The introduction of a longer bow, such as was used during the Siege, made it possible to use a longer arrow and for a more powerful bow to be drawn because the archer could draw to his ear instead of his chest. Both power and range were increased.
It was the long-bow that made the Bowmen of England. Its use was practised by all and sundry from a very early age. It was not an easy weapon to use but practice brought proficiency and it was always superior to the earlier cross-bow which had a shorter range and was slow in operation.
The long-bowmen stood in a body eight or ten deep and shot together, those behind shooting over the heads of those in front. This the cross-bowmen could not do.
The long-bow was last used in battle in 1644. The most effective range was between 250 and 300 yards. Bows for military use were usually between six and seven feet long and made of yew, basil, wychelm, ash or hazel. The arrows would penetrate plate armour.
The long-bowman of today uses a six foot bow and his arrows weigh about one third that of a war arrow. His bow is not as powerful as the military weapon and the range is about 220 yards. There are very few men today who, without constant practice, would be strong enough to draw a military bow.

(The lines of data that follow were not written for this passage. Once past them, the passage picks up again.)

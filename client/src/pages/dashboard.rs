//! Authenticated shell for every `/dashboard*` route.
//!
//! SYSTEM CONTEXT
//! ==============
//! The server guard has already validated the token before this renders. The
//! layout re-checks the profile in the browser so an expired session or a
//! logout in another tab still ends up at `/login`.

#[cfg(test)]
#[path = "dashboard_test.rs"]
mod dashboard_test;

use leptos::prelude::*;
use leptos_router::NavigateOptions;
use leptos_router::components::Outlet;
use leptos_router::hooks::{use_location, use_navigate};

use crate::actions;
use crate::state::auth::AuthState;
use crate::util::auth::{LOGIN_PATH, install_unauth_redirect};

/// Sidebar entries: `(href, label)`.
pub const NAV_ITEMS: [(&str, &str); 3] = [
    ("/dashboard", "Overview"),
    ("/dashboard/events", "Events"),
    ("/dashboard/registrations", "Registrations"),
];

/// `/dashboard` is only active on an exact match; deeper entries also cover
/// their children (`/dashboard/events/42` highlights "Events").
#[must_use]
pub fn is_nav_active(path: &str, href: &str) -> bool {
    let path = path.trim_end_matches('/');
    if href == "/dashboard" {
        return path == href;
    }
    path == href || path.strip_prefix(href).is_some_and(|rest| rest.starts_with('/'))
}

#[component]
pub fn DashboardLayout() -> impl IntoView {
    let auth = expect_context::<RwSignal<AuthState>>();
    let navigate = use_navigate();
    let location = use_location();

    Effect::new(move || actions::auth::check_session(auth));
    install_unauth_redirect(auth, navigate.clone());

    let on_logout = move |_| {
        let navigate = navigate.clone();
        actions::auth::logout(auth, move || {
            navigate(LOGIN_PATH, NavigateOptions::default());
        });
    };

    view! {
        <div class="dashboard">
            <aside class="dashboard__sidebar">
                <h2 class="dashboard__brand">"Event Admin"</h2>
                <nav class="dashboard__nav">
                    {NAV_ITEMS
                        .into_iter()
                        .map(|(href, label)| {
                            view! {
                                <a
                                    class="dashboard__nav-link"
                                    class:dashboard__nav-link--active=move || {
                                        location.pathname.with(|path| is_nav_active(path, href))
                                    }
                                    href=href
                                >
                                    {label}
                                </a>
                            }
                        })
                        .collect::<Vec<_>>()}
                </nav>
            </aside>
            <div class="dashboard__main">
                <header class="dashboard__header toolbar">
                    <span class="toolbar__spacer"></span>
                    <span class="toolbar__self">
                        {move || auth.with(|s| s.user.as_ref().map(|u| u.display_name().to_owned()).unwrap_or_default())}
                    </span>
                    <button class="btn toolbar__logout" on:click=on_logout title="Logout">
                        "Logout"
                    </button>
                </header>
                <Outlet />
            </div>
        </div>
    }
}
use super::*;

#[test]
fn notification_defaults_hidden() {
    let state = NotificationState::default();
    assert!(!state.visible);
    assert!(state.message.is_empty());
}

#[test]
fn success_and_error_set_severity() {
    let mut state = NotificationState::default();
    state.success("Event added successfully!");
    assert!(state.visible);
    assert_eq!(state.severity, Severity::Success);
    state.error("Failed to delete event");
    assert_eq!(state.severity, Severity::Error);
    assert_eq!(state.message, "Failed to delete event");
}

#[test]
fn stale_auto_hide_does_not_hide_newer_message() {
    let mut state = NotificationState::default();
    let first = state.success("one");
    let second = state.success("two");
    state.hide(first);
    assert!(state.visible);
    state.hide(second);
    assert!(!state.visible);
}

#[test]
fn dismiss_hides_immediately() {
    let mut state = NotificationState::default();
    state.error("x");
    state.dismiss();
    assert!(!state.visible);
}

#[test]
fn severity_css_modifiers() {
    assert_eq!(Severity::Success.css_modifier(), "notification--success");
    assert_eq!(Severity::Error.css_modifier(), "notification--error");
}
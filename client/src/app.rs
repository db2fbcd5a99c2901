//! Root application component with routing and context providers.

use leptos::prelude::*;
use leptos_meta::{MetaTags, Stylesheet, Title, provide_meta_context};
use leptos_router::{
    ParamSegment, StaticSegment,
    components::{ParentRoute, Route, Router, Routes},
};

use crate::components::notification::Notification;
use crate::pages::{
    dashboard::DashboardLayout, dashboard_event_detail::DashboardEventDetailPage,
    dashboard_events::DashboardEventsPage, event_detail::EventDetailPage, events::EventsPage, login::LoginPage,
    registrations::RegistrationsPage,
};
use crate::state::{
    auth::AuthState, dashboard::DashboardEventsState, events::EventsState, notification::NotificationState,
    registrations::RegistrationsState,
};

/// HTML shell rendered on the server for SSR + hydration.
pub fn shell(options: LeptosOptions) -> impl IntoView {
    view! {
        <!DOCTYPE html>
        <html lang="en">
            <head>
                <meta charset="utf-8"/>
                <meta name="viewport" content="width=device-width, initial-scale=1"/>
                <AutoReload options=options.clone()/>
                <HydrationScripts options/>
                <MetaTags/>
            </head>
            <body>
                <App/>
            </body>
        </html>
    }
}

/// Root application component.
///
/// Provides all shared state contexts and sets up client-side routing.
#[component]
pub fn App() -> impl IntoView {
    provide_meta_context();

    provide_context(RwSignal::new(AuthState::default()));
    provide_context(RwSignal::new(EventsState::default()));
    provide_context(RwSignal::new(DashboardEventsState::default()));
    provide_context(RwSignal::new(RegistrationsState::default()));
    provide_context(RwSignal::new(NotificationState::default()));

    view! {
        <Stylesheet id="leptos" href="/pkg/event-console.css"/>
        <Title text="Event Registration"/>

        <Router>
            <Routes fallback=|| "Page not found.".into_view()>
                <Route path=StaticSegment("") view=EventsPage/>
                <Route path=(StaticSegment("events"), ParamSegment("id")) view=EventDetailPage/>
                <Route path=StaticSegment("login") view=LoginPage/>
                <ParentRoute path=StaticSegment("dashboard") view=DashboardLayout>
                    <Route path=StaticSegment("") view=DashboardEventsPage/>
                    <Route path=StaticSegment("events") view=DashboardEventsPage/>
                    <Route path=(StaticSegment("events"), ParamSegment("id")) view=DashboardEventDetailPage/>
                    <Route path=StaticSegment("registrations") view=RegistrationsPage/>
                </ParentRoute>
            </Routes>
        </Router>
        <Notification/>
    }
}
//! Single-record container for detail routes (`/events/:id`).

#[cfg(test)]
#[path = "detail_test.rs"]
mod detail_test;

use crate::net::error::ApiError;

use super::list::{FetchStatus, FetchTicket};

#[derive(Clone, Debug, PartialEq)]
pub struct DetailState<T> {
    pub item: Option<T>,
    pub status: FetchStatus,
    pub error: Option<String>,
    latest: u64,
}

impl<T> Default for DetailState<T> {
    fn default() -> Self {
        Self { item: None, status: FetchStatus::Idle, error: None, latest: 0 }
    }
}

impl<T> DetailState<T> {
    pub fn begin_fetch(&mut self) -> FetchTicket {
        self.latest += 1;
        self.status = FetchStatus::Loading;
        self.error = None;
        FetchTicket::from_raw(self.latest)
    }

    /// Settle a fetch; stale tickets are ignored and return `false`.
    pub fn settle(&mut self, ticket: FetchTicket, result: Result<T, ApiError>, fallback: &str) -> bool {
        if ticket != FetchTicket::from_raw(self.latest) {
            return false;
        }
        match result {
            Ok(item) => {
                self.item = Some(item);
                self.status = FetchStatus::Succeeded;
            }
            Err(err) => {
                self.item = None;
                self.status = FetchStatus::Failed;
                self.error = Some(err.user_message(fallback));
            }
        }
        true
    }

    #[must_use]
    pub fn is_loading(&self) -> bool {
        self.status == FetchStatus::Loading
    }
}
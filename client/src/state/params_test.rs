use super::*;

fn params() -> FetchParams {
    FetchParams::new(10, "eventDate", SortOrder::Desc)
}

#[test]
fn new_params_start_on_first_page() {
    let p = params();
    assert_eq!(p.page, 1);
    assert_eq!(p.limit, 10);
    assert!(p.search.is_empty());
}

#[test]
fn zero_limit_is_coerced_to_one() {
    assert_eq!(FetchParams::new(0, "createdAt", SortOrder::Asc).limit, 1);
}

#[test]
fn query_string_carries_all_parameters() {
    let mut p = params();
    p.set_page(3);
    assert_eq!(p.to_query(), "page=3&limit=10&sortField=eventDate&sortOrder=desc&search=");
}

#[test]
fn query_string_encodes_search_term() {
    let mut p = params();
    p.set_search("rock & roll");
    assert_eq!(p.to_query(), "page=1&limit=10&sortField=eventDate&sortOrder=desc&search=rock+%26+roll");
}

#[test]
fn search_change_resets_page() {
    let mut p = params();
    p.set_page(4);
    assert!(p.set_search("gala"));
    assert_eq!(p.page, 1);
}

#[test]
fn unchanged_search_keeps_page_and_reports_no_change() {
    let mut p = params();
    p.set_search("gala");
    p.set_page(2);
    assert!(!p.set_search("gala"));
    assert_eq!(p.page, 2);
}

#[test]
fn sort_changes_reset_page() {
    let mut p = params();
    p.set_page(5);
    assert!(p.set_sort_field("eventName"));
    assert_eq!(p.page, 1);
    p.set_page(5);
    assert!(p.set_sort_order(SortOrder::Asc));
    assert_eq!(p.page, 1);
}

#[test]
fn toggle_sort_flips_only_active_ascending_column() {
    let mut p = params();
    p.toggle_sort("eventDate");
    assert_eq!(p.sort_order, SortOrder::Asc);
    p.toggle_sort("eventDate");
    assert_eq!(p.sort_order, SortOrder::Desc);
    p.toggle_sort("eventName");
    assert_eq!(p.sort_field, "eventName");
    assert_eq!(p.sort_order, SortOrder::Asc);
}

#[test]
fn set_page_floors_at_one() {
    let mut p = params();
    p.set_page(3);
    assert!(p.set_page(0));
    assert_eq!(p.page, 1);
}

#[test]
fn set_limit_resets_page() {
    let mut p = params();
    p.set_page(2);
    assert!(p.set_limit(25));
    assert_eq!(p.page, 1);
    assert!(!p.set_limit(25));
}

#[test]
fn total_pages_rounds_up_with_minimum_of_one() {
    let p = params();
    assert_eq!(p.total_pages(0), 1);
    assert_eq!(p.total_pages(10), 1);
    assert_eq!(p.total_pages(11), 2);
    assert_eq!(p.total_pages(95), 10);
}

#[test]
fn clamp_page_moves_back_after_total_shrinks() {
    let mut p = params();
    p.set_page(3);
    assert!(p.clamp_page(20));
    assert_eq!(p.page, 2);
    assert!(!p.clamp_page(20));
}

#[test]
fn sort_order_parse_is_lenient() {
    assert_eq!(SortOrder::parse("ASC"), SortOrder::Asc);
    assert_eq!(SortOrder::parse("ascending"), SortOrder::Asc);
    assert_eq!(SortOrder::parse("desc"), SortOrder::Desc);
    assert_eq!(SortOrder::parse("whatever"), SortOrder::Desc);
    assert_eq!(SortOrder::Asc.toggled(), SortOrder::Desc);
}
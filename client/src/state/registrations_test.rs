use super::*;
use crate::net::test_helpers::dummy_registration;
use crate::net::types::Page;

fn loaded(rows: Vec<Registration>) -> RegistrationsState {
    let mut state = RegistrationsState::default();
    let ticket = state.list.begin_fetch();
    let total = rows.len() as u64;
    state.list.apply_page(ticket, Page { items: rows, total });
    state
}

#[test]
fn registrations_default_to_newest_first() {
    let state = RegistrationsState::default();
    assert_eq!(state.list.params.sort_field, "createdAt");
    assert_eq!(state.list.params.sort_order, SortOrder::Desc);
}

#[test]
fn cancel_flow_flips_active_flag() {
    let mut state = loaded(vec![dummy_registration("1", true), dummy_registration("2", true)]);
    assert!(state.request_cancel("1"));
    assert_eq!(state.confirm_cancel().as_deref(), Some("1"));
    assert!(!state.can_cancel("1"));
    state.apply_cancelled("1", None);
    assert!(!state.list.find("1").unwrap().is_active);
    assert!(state.list.find("2").unwrap().is_active);
    assert!(state.cancelling.is_none());
}

#[test]
fn inactive_row_cannot_be_cancelled_again() {
    let mut state = loaded(vec![dummy_registration("1", false)]);
    assert!(!state.can_cancel("1"));
    assert!(!state.request_cancel("1"));
    assert!(state.pending_cancel.is_none());
    assert_eq!(state.confirm_cancel(), None);
}

#[test]
fn repeated_cancel_is_idempotent() {
    let mut state = loaded(vec![dummy_registration("1", true)]);
    state.request_cancel("1");
    state.confirm_cancel();
    state.apply_cancelled("1", None);
    state.apply_cancelled("1", None);
    let row = state.list.find("1").unwrap();
    assert!(!row.is_active);
    assert_eq!(state.list.items.len(), 1);
}

#[test]
fn server_copy_never_reactivates_row() {
    let mut state = loaded(vec![dummy_registration("1", true)]);
    let mut server_row = dummy_registration("1", true);
    server_row.seat_number = "Z9".to_owned();
    state.apply_cancelled("1", Some(server_row));
    let row = state.list.find("1").unwrap();
    assert!(!row.is_active);
    assert_eq!(row.seat_number, "Z9");
}

#[test]
fn failed_cancel_leaves_row_active_and_retryable() {
    let mut state = loaded(vec![dummy_registration("1", true)]);
    state.request_cancel("1");
    state.confirm_cancel();
    state.cancel_failed("1");
    assert!(state.list.find("1").unwrap().is_active);
    assert!(state.can_cancel("1"));
}

#[test]
fn dismiss_cancel_clears_pending() {
    let mut state = loaded(vec![dummy_registration("1", true)]);
    state.request_cancel("1");
    state.dismiss_cancel();
    assert_eq!(state.confirm_cancel(), None);
}

#[test]
fn unknown_row_cannot_be_cancelled() {
    let state = loaded(vec![]);
    assert!(!state.can_cancel("nope"));
}
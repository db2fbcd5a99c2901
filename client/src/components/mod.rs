//! UI component modules composed by page-level views.

pub mod confirm_dialog;
pub mod event_card;
pub mod event_form;
pub mod event_list_item;
pub mod notification;
pub mod pagination;
pub mod registration_modal;
pub mod search_field;
pub mod signup_table;
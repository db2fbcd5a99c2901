//! Access-token cookie helpers.
//!
//! The token is persisted as `accessToken` with a fixed one-day window so the
//! server-side guard can read it on the next navigation. Values are
//! percent-encoded, matching how the server's cookie jar decodes them.

#[cfg(test)]
#[path = "cookie_test.rs"]
mod cookie_test;

use cookie::{Cookie, SameSite};

/// Shared with the server guard, which reads the same cookie.
pub const ACCESS_TOKEN_COOKIE: &str = "accessToken";

/// Find a non-empty cookie value in a `Cookie`-style header (`a=1; b=2`).
#[must_use]
pub fn find_cookie(header: &str, name: &str) -> Option<String> {
    Cookie::split_parse_encoded(header)
        .filter_map(Result::ok)
        .find(|cookie| cookie.name() == name)
        .map(|cookie| cookie.value().to_owned())
        .filter(|value| !value.is_empty())
}

/// `Set-Cookie`-style string storing `token` for one day.
#[must_use]
pub fn access_token_cookie(token: &str) -> String {
    Cookie::build((ACCESS_TOKEN_COOKIE, token.to_owned()))
        .path("/")
        .max_age(time::Duration::days(1))
        .same_site(SameSite::Lax)
        .build()
        .encoded()
        .to_string()
}

#[must_use]
pub fn expired_access_token_cookie() -> String {
    Cookie::build((ACCESS_TOKEN_COOKIE, ""))
        .path("/")
        .max_age(time::Duration::ZERO)
        .same_site(SameSite::Lax)
        .build()
        .to_string()
}

#[cfg(feature = "hydrate")]
fn html_document() -> Option<web_sys::HtmlDocument> {
    use wasm_bindgen::JsCast as _;
    web_sys::window()?.document()?.dyn_into::<web_sys::HtmlDocument>().ok()
}

/// Current access token from `document.cookie`, if any.
#[must_use]
pub fn access_token() -> Option<String> {
    #[cfg(feature = "hydrate")]
    {
        let cookies = html_document()?.cookie().ok()?;
        find_cookie(&cookies, ACCESS_TOKEN_COOKIE)
    }
    #[cfg(not(feature = "hydrate"))]
    {
        None
    }
}

/// Persist a freshly issued token. Blank tokens are skipped; the backend's
/// own `Set-Cookie` is relied on in that case.
pub fn store_access_token(token: &str) {
    if token.trim().is_empty() {
        return;
    }
    #[cfg(feature = "hydrate")]
    {
        if let Some(doc) = html_document() {
            let _ = doc.set_cookie(&access_token_cookie(token));
        }
    }
}

pub fn clear_access_token() {
    #[cfg(feature = "hydrate")]
    {
        if let Some(doc) = html_document() {
            let _ = doc.set_cookie(&expired_access_token_cookie());
        }
    }
}
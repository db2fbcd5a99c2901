use super::*;

#[test]
fn find_cookie_picks_named_value() {
    let header = "theme=dark; accessToken=abc.def.ghi; other=1";
    assert_eq!(find_cookie(header, "accessToken").as_deref(), Some("abc.def.ghi"));
    assert_eq!(find_cookie(header, "theme").as_deref(), Some("dark"));
}

#[test]
fn find_cookie_requires_exact_name() {
    assert_eq!(find_cookie("xaccessToken=1", "accessToken"), None);
    assert_eq!(find_cookie("", "accessToken"), None);
}

#[test]
fn find_cookie_treats_empty_value_as_missing() {
    assert_eq!(find_cookie("accessToken=; a=b", "accessToken"), None);
}

#[test]
fn find_cookie_decodes_percent_encoding() {
    assert_eq!(find_cookie("accessToken=a%3Bb%20c", "accessToken").as_deref(), Some("a;b c"));
}

#[test]
fn access_token_cookie_has_fixed_window() {
    let cookie = Cookie::parse(access_token_cookie("tok")).unwrap();
    assert_eq!(cookie.name(), "accessToken");
    assert_eq!(cookie.value(), "tok");
    assert_eq!(cookie.path(), Some("/"));
    assert_eq!(cookie.max_age(), Some(time::Duration::days(1)));
    assert_eq!(cookie.same_site(), Some(SameSite::Lax));
}

#[test]
fn access_token_cookie_survives_separators_in_token() {
    let header = access_token_cookie("a;b c");
    let pair = header.split("; ").next().unwrap();
    assert_eq!(find_cookie(pair, ACCESS_TOKEN_COOKIE).as_deref(), Some("a;b c"));
}

#[test]
fn expired_cookie_has_zero_max_age() {
    let cookie = Cookie::parse(expired_access_token_cookie()).unwrap();
    assert_eq!(cookie.name(), "accessToken");
    assert_eq!(cookie.value(), "");
    assert_eq!(cookie.max_age(), Some(time::Duration::ZERO));
}

#[cfg(not(feature = "hydrate"))]
#[test]
fn access_token_is_absent_outside_browser() {
    assert_eq!(access_token(), None);
}
//! Async workflows that tie REST calls to the reactive stores.
//!
//! SYSTEM CONTEXT
//! ==============
//! Components call into these instead of talking to `net::api` directly. Each
//! action updates its store synchronously (loading flags, tickets), spawns the
//! request, and settles the store when the response lands. Requests only run
//! in the hydrated browser; during SSR the spawned future is dropped and the
//! store stays in its loading state until hydration re-runs the action.

pub mod auth;
pub mod dashboard;
pub mod events;
pub mod registrations;

use std::future::Future;

use leptos::prelude::*;

use crate::state::notification::{NotificationState, Severity};

/// Run `fut` on the browser task queue.
pub fn spawn<F>(fut: F)
where
    F: Future<Output = ()> + 'static,
{
    #[cfg(feature = "hydrate")]
    leptos::task::spawn_local(fut);
    #[cfg(not(feature = "hydrate"))]
    drop(fut);
}

/// Show a snackbar and schedule its auto-hide.
pub fn notify(notification: RwSignal<NotificationState>, severity: Severity, message: impl Into<String>) {
    let message = message.into();
    let Some(seq) = notification.try_update(|n| n.show(severity, message)) else {
        return;
    };
    spawn(async move {
        #[cfg(feature = "hydrate")]
        gloo_timers::future::TimeoutFuture::new(crate::state::notification::AUTO_HIDE_MS).await;
        notification.try_update(|n| n.hide(seq));
    });
}

pub fn notify_success(notification: RwSignal<NotificationState>, message: impl Into<String>) {
    notify(notification, Severity::Success, message);
}

pub fn notify_error(notification: RwSignal<NotificationState>, message: impl Into<String>) {
    notify(notification, Severity::Error, message);
}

A sport with ancient origins, fencing has been developed over the years into its modern form. It requires a high degree of skill and co-ordination of mind, hand and body.
Today's fencer has the choice of three weapons - the foil, originally a practice weapon, the sabre which is a lighter version of the cavalry sword, and the epée, derived from the 18th century French court sword. All three are demonstrated today.
The fencers' special clothing gives them the maximum protection consistent with freedom of movement and the position they adopt when 'on guard' enables them to defend themselves or launch an attack with equal facility.
As they advance and retire, testing each other's reaction, seeking an opportunity for attack, the action flows from side to side until a hit is scored.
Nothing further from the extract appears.